The Bosnian football team (together with the Croatian team in the background)
There are 1,607 football clubs active in Bosnia with over 20,000 registered players. But the creation of Bosnia and Herzegovina’s national football team has not been easy. Between August 2007 and May 2008 the national team has fallen in FIFA rankings from 25th to 62nd place.
On 1 June 2008, an estimated 20,000 fans cheered on Bosnia's top football players as they played an important game in defiance of the management of Bosnia's Football Association. The players and fans have been protesting the corruption and incompetence of the Association.
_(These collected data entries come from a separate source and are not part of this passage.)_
use async_trait::async_trait;

use crate::domain::{LanguageCode, SourceLanguage};

#[derive(Debug, Clone, PartialEq, Eq)]
pub struct Translation {
    pub text: String,
    pub detected_source: Option<String>,
}

#[async_trait]
pub trait TranslationBackend: Send + Sync {
    /// Short engine label for diagnostics, e.g. "google" or "aws".
    fn engine(&self) -> &'static str;

    async fn translate(
        &self,
        text: &str,
        source: &SourceLanguage,
        target: &LanguageCode,
    ) -> Result<Translation, TranslationBackendError>;
}

#[derive(Debug, thiserror::Error)]
pub enum TranslationBackendError {
    #[error("unsupported language pair: {src} -> {target}")]
    UnsupportedPair { src: String, target: String },
    #[error("translation service unavailable: {0}")]
    Unavailable(String),
    #[error("access denied: {0}")]
    AccessDenied(String),
    #[error("invalid response: {0}")]
    InvalidResponse(String),
}
use std::sync::Arc;

use crate::application::ports::{TranslationBackend, TranslationBackendError};
use crate::domain::{LanguageCode, SourceLanguage, UnknownLanguage};

#[derive(Debug, Clone, PartialEq, Eq)]
pub struct TranslatedText {
    pub text: String,
    pub detected_source: Option<String>,
    pub engine: &'static str,
}

/// Single primary translation engine with an optional alternate tried only
/// on transient failures. An unsupported language pair fails fast: a second
/// engine cannot fix the request.
pub struct TranslationService {
    primary: Arc<dyn TranslationBackend>,
    alternate: Option<Arc<dyn TranslationBackend>>,
}

impl TranslationService {
    pub fn new(
        primary: Arc<dyn TranslationBackend>,
        alternate: Option<Arc<dyn TranslationBackend>>,
    ) -> Self {
        Self { primary, alternate }
    }

    #[tracing::instrument(skip(self, text))]
    pub async fn translate(
        &self,
        text: &str,
        source: &str,
        target: &str,
    ) -> Result<TranslatedText, TranslationError> {
        let text = text.trim();
        if text.is_empty() {
            return Err(TranslationError::EmptyText);
        }
        let source = SourceLanguage::parse(source)?;
        let target = LanguageCode::parse(target)?;

        match self.primary.translate(text, &source, &target).await {
            Ok(translation) => Ok(TranslatedText {
                text: translation.text,
                detected_source: translation.detected_source,
                engine: self.primary.engine(),
            }),
            Err(TranslationBackendError::UnsupportedPair { src, target }) => {
                Err(TranslationError::UnsupportedPair { src, target })
            }
            Err(TranslationBackendError::AccessDenied(message)) => {
                Err(TranslationError::Unavailable(message))
            }
            Err(error) => self.try_alternate(text, &source, &target, error).await,
        }
    }

    async fn try_alternate(
        &self,
        text: &str,
        source: &SourceLanguage,
        target: &LanguageCode,
        primary_error: TranslationBackendError,
    ) -> Result<TranslatedText, TranslationError> {
        let Some(alternate) = &self.alternate else {
            return Err(TranslationError::Unavailable(primary_error.to_string()));
        };

        tracing::warn!(
            engine = self.primary.engine(),
            error = %primary_error,
            "primary translation engine failed, trying alternate"
        );

        match alternate.translate(text, source, target).await {
            Ok(translation) => Ok(TranslatedText {
                text: translation.text,
                detected_source: translation.detected_source,
                engine: alternate.engine(),
            }),
            Err(TranslationBackendError::UnsupportedPair { src, target }) => {
                Err(TranslationError::UnsupportedPair { src, target })
            }
            Err(alternate_error) => Err(TranslationError::Unavailable(format!(
                "{} ({}: {})",
                primary_error,
                alternate.engine(),
                alternate_error
            ))),
        }
    }
}

#[derive(Debug, thiserror::Error)]
pub enum TranslationError {
    #[error("no text provided for translation")]
    EmptyText,
    #[error(transparent)]
    UnknownLanguage(#[from] UnknownLanguage),
    #[error("unsupported language pair: {src} -> {target}")]
    UnsupportedPair { src: String, target: String },
    #[error("translation service unavailable: {0}")]
    Unavailable(String),
}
For them, the last straw was the sacking of the new coach and former football star, Meho Kodro, for refusing to take charge of a friendly against Iran, which had been set up in place of a friendly against Poland.
At the beginning of 2007 a total of 13 soccer players refused to play for the national team in protest at the Bosnian Football Association’s alleged mismanagement and incompetence.
Dario Damjanovic. Photo: glasdalmacije.com
According to Dario Damjanovic, who was born in Gradacac, a renewed team spirit has taken root in the national squad.
"It is not important that there are different nationalities in the Reprezentacija. We are like a family. I personally feel like at home […]. We are all like one body, like one spirit."
"I am playing for the country that I was born in, and nobody can take this away from me […]. We are coming together, the players from Sarajevo and us, who are from the rest of Bosnia and who know each other, and we talk a little about our home country, about Bosnia, remember all the things that happened. Seriously, I am so rarely here. There are many players who stay here; but we, who come from abroad, we have more emotions.”
The Bosnian national team has had only a few successes in major international games. In the qualifying rounds for the Euro 2008 championship, Bosnia beat Turkey 3:2 at home. They beat Norway away 1:2 and won twice against Malta. The team came fourth in their group (Group C).
The team's biggest success: In the C Qualifying Group for UEFA EURO 2008. Bosnia beat Turkey 3:2
Bosnian football is still much more known for the skill of its individual players – like Sergej Barbarez or Hasan Salihamidzic – than for the national Reprezentacija.
Sergej Barbarez from Mostar (L). Photo: bundesliga.de
Hasan Salihamidzic from Jablanica (R). Photo: daylife.com
Zvjezdan Misimovic, former captain of the national team, has played over 30 times in midfield for Bosnia. Born in Munich of Serb parents, Misimovic played for FC Nürnberg during the 2007/2008 season.
"It is quite strange,” he says. “When you come now to the part where I come from, everybody cheers for Serbia. There you get very little information about the Bosnian national team. And when you come to Herzegovina, you see almost nothing but Croatian flags, since they are Catholics up there. It is a little bit strange, but I believe that more people will turn to Bosnia and support us."
"In the past there were almost only Bosniaks that played, and now there are Serbs and Catholics. The national team is multicultural now; therefore I think that more and more people will turn to it […]. Yes, I feel Bosnian, not Serbian anymore. My parents are from Bosnia […]. And I spend my holidays here, have many friends. And I feel like a Bosnian and it is not even a question for me."
According to a fellow Serb, Branimir Bajic, a 29-year-old defender playing club football in Germany for the second league TuS Koblenz:
"To play for the national team means a lot for a soccer player. It proves his value – that his skills are sought after. Already being invited to the Reprezentacija proves his skills. Secondly, it is an honour to play for the Bosnian national team."
Attitudes at home can make it hard for players to join the national team, however. Branimir Bajic explained what happened when he was playing club football in his home town of Bijeljina in Bosnia:
"I have already become a target. I am, by the way, from Republika Srpska, and I have played in the RS League for Radnik Bijeljina. And when it turned out that I was playing for the Bosnia and Herzegovina national team, this presented a problem for some people there."
There can be many other reasons why a Bosnian would not want to play for the national team. Some 600,000 Bosnians have migrated during the last two decades to Serbia, to Croatia or further abroad – not to mention migrations in earlier times.
Niko Kovac, Croatia's Captain
Niko Kovac is the captain of the Croatian national team which reached the quarterfinals of the Euro 2008. Niko and his team-mate brother Robert were born to a family of Croatian guest-workers in West Berlin. Their parents originally hail from Livno in the west of Bosnia and Herzegovina. Niko Kovac started his football career in Germany at a local club, Hertha Zehlendorf. He now plays for Red Bull Salzburg.
Some of BiH's political elite is unwilling to lend the Bosnian national team its backing. Milorad Dodik, Prime Minister of Republika Srpska, dismisses the national team, where a number of his own citizens are playing, as a Bosniak-only enterprise:
"I am, of course, no matter what anybody might think about it, for Serbia when it comes to national teams. When they play against Bosnia and Herzegovina, I am for Serbia. I think that is normal. Of course, I also think that it is normal for the Bosniaks to be for Bosnia and Herzegovina. And I am of the opinion that it is normal that Croats are for Croatia."